(Collected data)

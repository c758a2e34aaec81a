//! Reservation aggregate and its state machine

use chrono::{DateTime, Duration, Utc};
use uuid::Uuid;

use super::conflict::ReservationConflict;
use crate::domain::car::CarCategory;
use crate::domain::period::RentalPeriod;
use crate::shared::errors::{DomainError, DomainResult};

/// Reservation lifecycle state.
///
/// Each variant carries only the timestamps that exist in that state.
#[derive(Debug, Clone, PartialEq, Eq)]
pub enum ReservationStatus {
    /// Created, period still editable, holds no capacity
    Draft,
    /// Holds capacity; `rental_id` is set once the car is picked up
    Confirmed {
        confirmed_at: DateTime<Utc>,
        rental_id: Option<Uuid>,
    },
    Cancelled {
        confirmed_at: Option<DateTime<Utc>>,
        cancelled_at: DateTime<Utc>,
    },
    /// Draft that was never confirmed before its deadline
    Expired { expired_at: DateTime<Utc> },
}

impl ReservationStatus {
    pub fn name(&self) -> &'static str {
        match self {
            Self::Draft => "Draft",
            Self::Confirmed { .. } => "Confirmed",
            Self::Cancelled { .. } => "Cancelled",
            Self::Expired { .. } => "Expired",
        }
    }

    pub fn is_terminal(&self) -> bool {
        matches!(self, Self::Cancelled { .. } | Self::Expired { .. })
    }

    pub fn confirmed_at(&self) -> Option<DateTime<Utc>> {
        match self {
            Self::Confirmed { confirmed_at, .. } => Some(*confirmed_at),
            Self::Cancelled { confirmed_at, .. } => *confirmed_at,
            _ => None,
        }
    }

    pub fn cancelled_at(&self) -> Option<DateTime<Utc>> {
        match self {
            Self::Cancelled { cancelled_at, .. } => Some(*cancelled_at),
            _ => None,
        }
    }

    pub fn expired_at(&self) -> Option<DateTime<Utc>> {
        match self {
            Self::Expired { expired_at } => Some(*expired_at),
            _ => None,
        }
    }

    pub fn rental_id(&self) -> Option<Uuid> {
        match self {
            Self::Confirmed { rental_id, .. } => *rental_id,
            _ => None,
        }
    }
}

impl std::fmt::Display for ReservationStatus {
    fn fmt(&self, f: &mut std::fmt::Formatter<'_>) -> std::fmt::Result {
        f.write_str(self.name())
    }
}

/// Reservation of a car category for a rental period.
///
/// All mutation goes through the transition methods below; a failed
/// transition leaves the reservation untouched.
#[derive(Debug, Clone, PartialEq)]
pub struct Reservation {
    id: Uuid,
    customer_id: Uuid,
    category: CarCategory,
    period: RentalPeriod,
    status: ReservationStatus,
    created_at: DateTime<Utc>,
}

impl Reservation {
    /// New reservation in `Draft`
    pub fn create(
        customer_id: Uuid,
        category: CarCategory,
        period: RentalPeriod,
        now: DateTime<Utc>,
    ) -> Self {
        Self {
            id: Uuid::new_v4(),
            customer_id,
            category,
            period,
            status: ReservationStatus::Draft,
            created_at: now,
        }
    }

    /// Rehydrate from storage
    pub fn restore(
        id: Uuid,
        customer_id: Uuid,
        category: CarCategory,
        period: RentalPeriod,
        status: ReservationStatus,
        created_at: DateTime<Utc>,
    ) -> Self {
        Self {
            id,
            customer_id,
            category,
            period,
            status,
            created_at,
        }
    }

    pub fn id(&self) -> Uuid {
        self.id
    }

    pub fn customer_id(&self) -> Uuid {
        self.customer_id
    }

    pub fn category(&self) -> &CarCategory {
        &self.category
    }

    pub fn period(&self) -> &RentalPeriod {
        &self.period
    }

    pub fn status(&self) -> &ReservationStatus {
        &self.status
    }

    pub fn created_at(&self) -> DateTime<Utc> {
        self.created_at
    }

    pub fn rental_id(&self) -> Option<Uuid> {
        self.status.rental_id()
    }

    pub fn is_draft(&self) -> bool {
        matches!(self.status, ReservationStatus::Draft)
    }

    pub fn is_confirmed(&self) -> bool {
        matches!(self.status, ReservationStatus::Confirmed { .. })
    }

    fn invalid_transition(&self, operation: &'static str) -> DomainError {
        DomainError::InvalidStatusTransition {
            entity: "reservation",
            from: self.status.name(),
            operation,
        }
    }

    /// Replace the period of a Draft. `verdict` is the conflict check for the new period.
    pub fn change_period(
        &mut self,
        period: RentalPeriod,
        verdict: ReservationConflict,
    ) -> DomainResult<()> {
        if !self.is_draft() {
            return Err(self.invalid_transition("change the period of"));
        }
        verdict.ensure_none()?;
        self.period = period;
        Ok(())
    }

    pub fn confirm(&mut self, verdict: ReservationConflict, now: DateTime<Utc>) -> DomainResult<()> {
        if !self.is_draft() {
            return Err(self.invalid_transition("confirm"));
        }
        verdict.ensure_none()?;
        self.status = ReservationStatus::Confirmed {
            confirmed_at: now,
            rental_id: None,
        };
        Ok(())
    }

    /// Not idempotent: cancelling an already cancelled reservation fails.
    pub fn cancel(&mut self, now: DateTime<Utc>) -> DomainResult<()> {
        let confirmed_at = match &self.status {
            ReservationStatus::Draft => None,
            ReservationStatus::Confirmed { confirmed_at, .. } => Some(*confirmed_at),
            ReservationStatus::Cancelled { .. } | ReservationStatus::Expired { .. } => {
                return Err(self.invalid_transition("cancel"));
            }
        };
        self.status = ReservationStatus::Cancelled {
            confirmed_at,
            cancelled_at: now,
        };
        Ok(())
    }

    /// A Draft expires `draft_ttl` after creation, or when its period starts,
    /// whichever comes first.
    pub fn expiry_deadline(&self, draft_ttl: Duration) -> DateTime<Utc> {
        self.created_at
            .checked_add_signed(draft_ttl)
            .unwrap_or(DateTime::<Utc>::MAX_UTC)
            .min(self.period.start())
    }

    pub fn is_overdue(&self, now: DateTime<Utc>, draft_ttl: Duration) -> bool {
        self.is_draft() && now >= self.expiry_deadline(draft_ttl)
    }

    pub fn expire(&mut self, now: DateTime<Utc>, draft_ttl: Duration) -> DomainResult<()> {
        if !self.is_draft() {
            return Err(self.invalid_transition("expire"));
        }
        if now < self.expiry_deadline(draft_ttl) {
            return Err(self.invalid_transition("expire a not yet overdue"));
        }
        self.status = ReservationStatus::Expired { expired_at: now };
        Ok(())
    }

    /// Link the rental created at pickup. Idempotent for the same rental.
    pub fn mark_as_rented(&mut self, rental: Uuid) -> DomainResult<()> {
        let linked = match &self.status {
            ReservationStatus::Confirmed { rental_id, .. } => *rental_id,
            _ => return Err(self.invalid_transition("rent")),
        };
        match linked {
            Some(existing) if existing == rental => Ok(()),
            Some(_) => Err(self.invalid_transition("re-rent")),
            None => {
                if let ReservationStatus::Confirmed { rental_id, .. } = &mut self.status {
                    *rental_id = Some(rental);
                }
                Ok(())
            }
        }
    }
}

// ── Tests ──────────────────────────────────────────────────────
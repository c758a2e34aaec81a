//! Reservation repository interface

use async_trait::async_trait;
use chrono::{DateTime, Utc};
use uuid::Uuid;

use super::model::Reservation;
use crate::shared::errors::StoreResult;

#[async_trait]
pub trait ReservationRepository: Send + Sync {
    /// Insert a new reservation
    async fn add(&self, reservation: Reservation) -> StoreResult<()>;

    /// Find reservation by ID
    async fn find_by_id(&self, id: Uuid) -> StoreResult<Option<Reservation>>;

    /// Update an existing reservation
    async fn update(&self, reservation: Reservation) -> StoreResult<()>;

    /// Find all reservations (any status), newest first
    async fn find_all(&self) -> StoreResult<Vec<Reservation>>;

    /// All reservations of one customer, newest first
    async fn find_by_customer(&self, customer_id: Uuid) -> StoreResult<Vec<Reservation>>;

    /// Drafts with `created_at <= created_cutoff` or `start <= start_cutoff`.
    ///
    /// The aggregate makes the final overdue decision.
    async fn find_expiry_candidates(
        &self,
        created_cutoff: DateTime<Utc>,
        start_cutoff: DateTime<Utc>,
    ) -> StoreResult<Vec<Reservation>>;
}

** Exercise instructions **
Each line in the records above with "Duration" must be returned.

** Your solution **
use chrono::{DateTime, Duration, Utc};
    pub fn expiry_deadline(&self, draft_ttl: Duration) -> DateTime<Utc> {
    pub fn is_overdue(&self, now: DateTime<Utc>, draft_ttl: Duration) -> bool {
    pub fn expire(&mut self, now: DateTime<Utc>, draft_ttl: Duration) -> DomainResult<()> {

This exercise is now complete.